S-Space College of Agriculture and Life Sciences (농업생명과학대학) Dept. of Agricultural Biotechnology (농생명공학부) Theses (Master's Degree_농생명공학부)
Structural analysis of HlyU from Vibrio vulnificus, a toxin-inducing transcriptional activator
- 농업생명과학대학 농생명공학부
- Issue Date
- 서울대학교 대학원
- 학위논문 (석사)-- 서울대학교 대학원 농업생명과학대학 농생명공학부, 2017. 8. 하남출.
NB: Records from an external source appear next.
//! The pending-retransmission table.
//!
//! One entry per outbound packet that requested an ack, keyed by
//! `(originator, packet id)`. The entry owns its packet until removal.

use std::collections::HashMap;

use loramesh_core::constants::NUM_RETRANSMISSIONS;
use loramesh_core::timing::deadline_reached;
use loramesh_core::{GlobalPacketId, MeshPacket};

/// A packet awaiting acknowledgement.
#[derive(Debug, Clone)]
pub struct PendingPacket {
    /// The owned packet, released when the entry is removed.
    pub packet: MeshPacket,
    /// Absolute millisecond deadline of the next transmit.
    pub next_tx_msec: u32,
    /// Retransmissions left. The initial send already counted as the
    /// first attempt, so this starts one below the total budget.
    pub num_retransmissions: u8,
}

impl PendingPacket {
    pub fn new(packet: MeshPacket, next_tx_msec: u32) -> Self {
        Self {
            packet,
            next_tx_msec,
            num_retransmissions: NUM_RETRANSMISSIONS - 1,
        }
    }
}

/// Outcome of evaluating a pending entry at a point in time.
#[derive(Debug, Clone, Copy, PartialEq, Eq)]
pub enum RetransmitDecision {
    /// Deadline not reached yet.
    Wait,
    /// Deadline reached with retries left.
    Retransmit,
    /// Deadline reached with no retries left; nak and remove.
    Exhausted,
}

/// Decide what to do with a pending entry. Pure; fires at exact
/// deadline equality, wrap-safe across the 51-day clock rollover.
#[must_use]
pub fn decide_retransmission(
    num_retransmissions: u8,
    next_tx_msec: u32,
    now_ms: u32,
) -> RetransmitDecision {
    if !deadline_reached(now_ms, next_tx_msec) {
        RetransmitDecision::Wait
    } else if num_retransmissions == 0 {
        RetransmitDecision::Exhausted
    } else {
        RetransmitDecision::Retransmit
    }
}

/// Table of packets awaiting acknowledgement.
#[derive(Debug, Default)]
#[must_use]
pub struct PendingTable {
    entries: HashMap<GlobalPacketId, PendingPacket>,
}

impl PendingTable {
    pub fn new() -> Self {
        Self {
            entries: HashMap::new(),
        }
    }

    /// Insert an entry, returning any evicted record under the same key.
    /// A collision means the id allocator reused an id while the old
    /// attempt was still in flight; the old attempt is silently dropped.
    pub fn insert(&mut self, key: GlobalPacketId, rec: PendingPacket) -> Option<PendingPacket> {
        self.entries.insert(key, rec)
    }

    /// Remove an entry, releasing its packet.
    pub fn remove(&mut self, key: &GlobalPacketId) -> Option<PendingPacket> {
        self.entries.remove(key)
    }

    #[must_use]
    pub fn get(&self, key: &GlobalPacketId) -> Option<&PendingPacket> {
        self.entries.get(key)
    }

    pub fn get_mut(&mut self, key: &GlobalPacketId) -> Option<&mut PendingPacket> {
        self.entries.get_mut(key)
    }

    #[must_use]
    pub fn contains(&self, key: &GlobalPacketId) -> bool {
        self.entries.contains_key(key)
    }

    /// Snapshot of the current keys, so a walk can erase entries as it
    /// goes.
    #[must_use]
    pub fn keys(&self) -> Vec<GlobalPacketId> {
        self.entries.keys().copied().collect()
    }

    #[must_use]
    pub fn len(&self) -> usize {
        self.entries.len()
    }

    #[must_use]
    pub fn is_empty(&self) -> bool {
        self.entries.is_empty()
    }
}

#[cfg(test)]
mod tests {
    use super::*;
    use loramesh_core::{NodeNum, PacketId};

    fn make_key(from: u32, id: u32) -> GlobalPacketId {
        GlobalPacketId::new(NodeNum::new(from), PacketId::new(id))
    }

    fn make_rec(next_tx: u32) -> PendingPacket {
        PendingPacket::new(MeshPacket::default(), next_tx)
    }

    #[test]
    fn new_record_has_remaining_budget() {
        let rec = make_rec(0);
        assert_eq!(rec.num_retransmissions, NUM_RETRANSMISSIONS - 1);
    }

    // === decide_retransmission boundaries ===

    #[test]
    fn decide_wait_before_deadline() {
        assert_eq!(decide_retransmission(2, 1000, 999), RetransmitDecision::Wait);
    }

    #[test]
    fn decide_fires_at_exact_deadline() {
        assert_eq!(
            decide_retransmission(2, 1000, 1000),
            RetransmitDecision::Retransmit
        );
    }

    #[test]
    fn decide_exhausted_when_budget_spent() {
        assert_eq!(
            decide_retransmission(0, 1000, 1000),
            RetransmitDecision::Exhausted
        );
    }

    #[test]
    fn decide_exhausted_waits_for_deadline() {
        // Even with no retries left, nothing happens before the deadline.
        assert_eq!(decide_retransmission(0, 1000, 500), RetransmitDecision::Wait);
    }

    #[test]
    fn decide_across_clock_rollover() {
        // Deadline shortly after the u32 wrap, clock just before it.
        assert_eq!(
            decide_retransmission(1, 5, u32::MAX - 10),
            RetransmitDecision::Wait
        );
        // Clock has wrapped past the deadline.
        assert_eq!(
            decide_retransmission(1, 5, 6),
            RetransmitDecision::Retransmit
        );
    }

    // === table semantics ===

    #[test]
    fn insert_evicts_colliding_key() {
        let mut table = PendingTable::new();
        let key = make_key(1, 2);

        assert!(table.insert(key, make_rec(100)).is_none());
        let evicted = table.insert(key, make_rec(200)).unwrap();
        assert_eq!(evicted.next_tx_msec, 100);
        assert_eq!(table.len(), 1);
    }

    #[test]
    fn remove_missing_returns_none() {
        let mut table = PendingTable::new();
        assert!(table.remove(&make_key(1, 2)).is_none());
    }

    #[test]
    fn keys_snapshot_allows_erase_during_walk() {
        let mut table = PendingTable::new();
        table.insert(make_key(1, 1), make_rec(10));
        table.insert(make_key(1, 2), make_rec(20));

        for key in table.keys() {
            table.remove(&key);
        }
        assert!(table.is_empty());
    }
}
- Vibrio vulnificus is a foodborne pathogenic bacterium that is present in marine environments. The infection results from uptake of contaminated food or direct contacts on the injured skin, causing severe gastroenteritis or fatal septicemia in a mortality rate of more than 50% within a couple of days. The most important virulence factor of V. vulnificus is a RtxA toxin that can kill the host cells by forming pores on the membrane. Induction of RtxA toxin is mediated by a transcriptional regulator HlyU, which belongs to ArsR/SmtB protein family that operates as a homodimer. To date, the crystal structures of HlyU from Vibrio cholera and V. vulnificus have been determined. However, it remains elucidated how HlyU is activated and is participated in transcription of rtxA at a molecular level. To reveal the mechanism of action of HlyU in V. vulnificus, I first determined a minimal DNA sequence for binding of HlyU, indicating that at least two units of the HlyU dimer is bound to the promoter region of rtxA1. Subsequently, the structural determination of the complex of DNA-VvHlyU was tried by x-ray crystallography. The crystals of complex of HlyU and the DNA fragment were obtained, and the optimization of the crystallization conditions is now in progress to determine the crystal structure.
Recently, a research group in this department discovered a synthetic chemical compound called CM2660 inhibits the function of HlyU when the compound was treated to the bacteria. In order to identify mechanism of how CM2660 inhibits the function of HlyU, I determined crystal structure of HlyU from V. vulnificus with a protein sample treated with CM2660. A significant change of the inter-subunit orientation by the compound was found with the reduced interval of the two DNA binding α-helices in the HlyU dimer. This conformational change in the dimer is expected to be associated with a lower binding ability to DNA, leading to inactivation of the HlyU function. Although the compound itself was not observed in the crystal structure, the distance between two cysteine, Cys30 and Cys96 in each subunit, was shortened when compared to the compound-free structure previously reported. In addition, I further identified that CM2660 did not disrupt the dimeric form of HlyU and the presence of extra electron density map between Cys30 and Cys96. Taken together, it is expected that CM2660 may promote the interaction or modification at Cys30 and consequently result in conformational change in the dimer. In order to analyze modification of the cysteine residues, mass spectrometric analysis is under way. This study contributes to the understanding of the HlyU molecular mechanism, which is directly related to the pathogenicity of the fatal foodborne bacterium V. vulnificus.